Collected data
Start of Block
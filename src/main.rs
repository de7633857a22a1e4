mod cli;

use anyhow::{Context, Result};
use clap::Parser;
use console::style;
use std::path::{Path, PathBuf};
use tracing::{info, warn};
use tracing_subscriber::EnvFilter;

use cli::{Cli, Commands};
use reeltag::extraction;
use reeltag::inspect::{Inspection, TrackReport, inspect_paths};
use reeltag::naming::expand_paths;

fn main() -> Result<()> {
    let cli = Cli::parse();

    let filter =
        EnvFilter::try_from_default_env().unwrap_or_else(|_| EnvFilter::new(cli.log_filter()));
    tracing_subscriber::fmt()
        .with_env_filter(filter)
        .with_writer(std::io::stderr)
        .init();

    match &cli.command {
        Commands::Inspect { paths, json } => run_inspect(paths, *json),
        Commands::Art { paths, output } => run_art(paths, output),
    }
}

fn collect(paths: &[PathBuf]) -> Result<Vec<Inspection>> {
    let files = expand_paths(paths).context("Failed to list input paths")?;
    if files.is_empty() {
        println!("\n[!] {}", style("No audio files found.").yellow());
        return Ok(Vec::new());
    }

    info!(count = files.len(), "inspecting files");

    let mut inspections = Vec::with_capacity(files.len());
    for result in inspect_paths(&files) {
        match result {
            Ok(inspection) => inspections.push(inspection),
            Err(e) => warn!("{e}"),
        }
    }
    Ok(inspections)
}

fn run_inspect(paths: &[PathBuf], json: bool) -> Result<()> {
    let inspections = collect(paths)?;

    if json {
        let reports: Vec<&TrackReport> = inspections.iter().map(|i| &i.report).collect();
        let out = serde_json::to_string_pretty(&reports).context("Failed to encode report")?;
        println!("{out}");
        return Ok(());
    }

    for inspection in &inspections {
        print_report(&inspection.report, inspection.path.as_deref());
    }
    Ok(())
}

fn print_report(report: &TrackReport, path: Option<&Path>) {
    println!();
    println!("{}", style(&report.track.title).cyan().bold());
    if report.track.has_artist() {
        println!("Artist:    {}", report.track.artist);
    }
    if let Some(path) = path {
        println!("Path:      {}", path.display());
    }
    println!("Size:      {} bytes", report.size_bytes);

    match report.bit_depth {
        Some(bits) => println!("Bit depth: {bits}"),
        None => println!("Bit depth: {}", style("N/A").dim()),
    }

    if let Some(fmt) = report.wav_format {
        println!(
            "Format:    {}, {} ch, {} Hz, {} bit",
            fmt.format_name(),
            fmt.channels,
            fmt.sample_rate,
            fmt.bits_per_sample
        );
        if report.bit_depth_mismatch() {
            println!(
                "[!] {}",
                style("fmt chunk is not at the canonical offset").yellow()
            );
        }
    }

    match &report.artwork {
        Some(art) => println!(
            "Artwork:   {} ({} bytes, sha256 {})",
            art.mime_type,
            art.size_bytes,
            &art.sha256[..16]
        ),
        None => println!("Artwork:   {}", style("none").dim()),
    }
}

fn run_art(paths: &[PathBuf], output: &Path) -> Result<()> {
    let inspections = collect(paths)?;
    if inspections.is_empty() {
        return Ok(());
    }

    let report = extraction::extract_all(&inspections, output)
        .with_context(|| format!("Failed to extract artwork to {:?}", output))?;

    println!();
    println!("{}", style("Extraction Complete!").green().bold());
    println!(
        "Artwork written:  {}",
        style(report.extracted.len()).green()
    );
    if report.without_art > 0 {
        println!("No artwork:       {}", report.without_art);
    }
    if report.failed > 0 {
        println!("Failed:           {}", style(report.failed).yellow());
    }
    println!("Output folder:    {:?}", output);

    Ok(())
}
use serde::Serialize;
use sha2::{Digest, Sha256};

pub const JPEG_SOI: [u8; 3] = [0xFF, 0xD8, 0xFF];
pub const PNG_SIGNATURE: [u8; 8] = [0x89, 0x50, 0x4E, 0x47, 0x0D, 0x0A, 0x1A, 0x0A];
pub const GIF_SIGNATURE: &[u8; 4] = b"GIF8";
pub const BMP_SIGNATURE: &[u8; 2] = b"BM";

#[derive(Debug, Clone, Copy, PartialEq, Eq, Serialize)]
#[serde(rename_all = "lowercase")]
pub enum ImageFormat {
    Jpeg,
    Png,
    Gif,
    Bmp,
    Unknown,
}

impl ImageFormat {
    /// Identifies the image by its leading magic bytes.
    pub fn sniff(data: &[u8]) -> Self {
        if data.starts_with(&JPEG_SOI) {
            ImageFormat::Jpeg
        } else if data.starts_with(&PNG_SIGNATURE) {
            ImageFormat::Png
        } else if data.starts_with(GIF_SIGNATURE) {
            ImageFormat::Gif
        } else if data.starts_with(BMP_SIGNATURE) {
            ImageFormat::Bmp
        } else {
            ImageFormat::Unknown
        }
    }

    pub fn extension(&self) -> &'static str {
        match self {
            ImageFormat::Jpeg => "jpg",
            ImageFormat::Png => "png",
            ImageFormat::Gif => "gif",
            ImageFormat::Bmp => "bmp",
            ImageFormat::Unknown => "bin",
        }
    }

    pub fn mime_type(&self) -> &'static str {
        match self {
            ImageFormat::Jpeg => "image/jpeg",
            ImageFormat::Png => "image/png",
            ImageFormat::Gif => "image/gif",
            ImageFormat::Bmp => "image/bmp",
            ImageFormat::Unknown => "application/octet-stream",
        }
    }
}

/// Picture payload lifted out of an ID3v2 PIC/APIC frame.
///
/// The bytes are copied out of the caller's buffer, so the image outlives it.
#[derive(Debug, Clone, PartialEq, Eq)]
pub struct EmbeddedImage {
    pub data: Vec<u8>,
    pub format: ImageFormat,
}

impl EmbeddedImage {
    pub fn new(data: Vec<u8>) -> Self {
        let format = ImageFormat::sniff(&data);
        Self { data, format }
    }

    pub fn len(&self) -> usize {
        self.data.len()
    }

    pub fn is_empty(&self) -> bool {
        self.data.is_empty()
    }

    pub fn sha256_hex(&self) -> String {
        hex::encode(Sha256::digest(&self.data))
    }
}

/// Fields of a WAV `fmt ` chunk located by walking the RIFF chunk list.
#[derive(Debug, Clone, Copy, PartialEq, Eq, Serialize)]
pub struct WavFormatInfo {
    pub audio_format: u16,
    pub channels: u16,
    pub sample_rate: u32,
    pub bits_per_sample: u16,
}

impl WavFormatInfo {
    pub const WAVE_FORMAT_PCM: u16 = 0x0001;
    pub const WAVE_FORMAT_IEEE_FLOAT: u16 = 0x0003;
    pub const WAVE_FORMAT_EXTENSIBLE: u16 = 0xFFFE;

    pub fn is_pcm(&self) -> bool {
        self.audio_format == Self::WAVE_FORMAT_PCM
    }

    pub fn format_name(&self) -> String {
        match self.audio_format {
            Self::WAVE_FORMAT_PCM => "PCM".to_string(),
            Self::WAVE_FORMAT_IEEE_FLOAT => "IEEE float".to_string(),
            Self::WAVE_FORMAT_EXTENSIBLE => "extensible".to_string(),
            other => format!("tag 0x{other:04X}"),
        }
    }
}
End of Block
Start of Block
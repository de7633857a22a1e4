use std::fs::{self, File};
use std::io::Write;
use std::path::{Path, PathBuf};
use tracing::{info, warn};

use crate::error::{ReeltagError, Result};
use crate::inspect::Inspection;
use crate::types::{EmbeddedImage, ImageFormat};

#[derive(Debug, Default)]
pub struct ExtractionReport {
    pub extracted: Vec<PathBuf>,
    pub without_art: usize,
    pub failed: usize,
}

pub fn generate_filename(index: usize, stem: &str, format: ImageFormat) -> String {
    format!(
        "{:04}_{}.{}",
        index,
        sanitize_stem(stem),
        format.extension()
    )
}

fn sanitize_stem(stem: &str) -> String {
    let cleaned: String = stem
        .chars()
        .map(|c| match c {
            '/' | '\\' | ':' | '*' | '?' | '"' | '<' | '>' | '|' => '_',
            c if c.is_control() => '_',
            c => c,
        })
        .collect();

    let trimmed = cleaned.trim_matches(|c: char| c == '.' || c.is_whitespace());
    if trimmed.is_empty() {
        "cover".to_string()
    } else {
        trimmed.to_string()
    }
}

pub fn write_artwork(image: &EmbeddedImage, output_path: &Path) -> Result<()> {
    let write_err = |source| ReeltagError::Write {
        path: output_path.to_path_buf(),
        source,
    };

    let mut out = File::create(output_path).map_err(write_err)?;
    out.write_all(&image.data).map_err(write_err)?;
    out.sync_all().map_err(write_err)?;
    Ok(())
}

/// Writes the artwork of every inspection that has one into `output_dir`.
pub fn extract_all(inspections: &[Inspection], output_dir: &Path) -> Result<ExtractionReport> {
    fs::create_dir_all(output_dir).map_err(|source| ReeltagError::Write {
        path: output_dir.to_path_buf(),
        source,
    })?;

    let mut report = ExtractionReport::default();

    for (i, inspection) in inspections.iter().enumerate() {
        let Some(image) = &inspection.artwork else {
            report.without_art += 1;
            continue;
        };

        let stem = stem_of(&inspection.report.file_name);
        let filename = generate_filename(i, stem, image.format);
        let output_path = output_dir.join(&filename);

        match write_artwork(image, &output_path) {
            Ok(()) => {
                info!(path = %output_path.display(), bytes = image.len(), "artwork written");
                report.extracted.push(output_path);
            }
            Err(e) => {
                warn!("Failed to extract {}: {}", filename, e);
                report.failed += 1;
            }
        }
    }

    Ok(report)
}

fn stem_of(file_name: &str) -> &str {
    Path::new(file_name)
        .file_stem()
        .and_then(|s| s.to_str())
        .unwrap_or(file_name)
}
End of Block
Starting at the line above that contains "filename src/main.rs", repeat each line exactly up to and including the line that contains "use reeltag::naming::expand_paths;", and stop there.

filename src/main.rs
repository de7633857a22a1e4
mod cli;

use anyhow::{Context, Result};
use clap::Parser;
use console::style;
use std::path::{Path, PathBuf};
use tracing::{info, warn};
use tracing_subscriber::EnvFilter;

use cli::{Cli, Commands};
use reeltag::extraction;
use reeltag::inspect::{Inspection, TrackReport, inspect_paths};
use reeltag::naming::expand_paths;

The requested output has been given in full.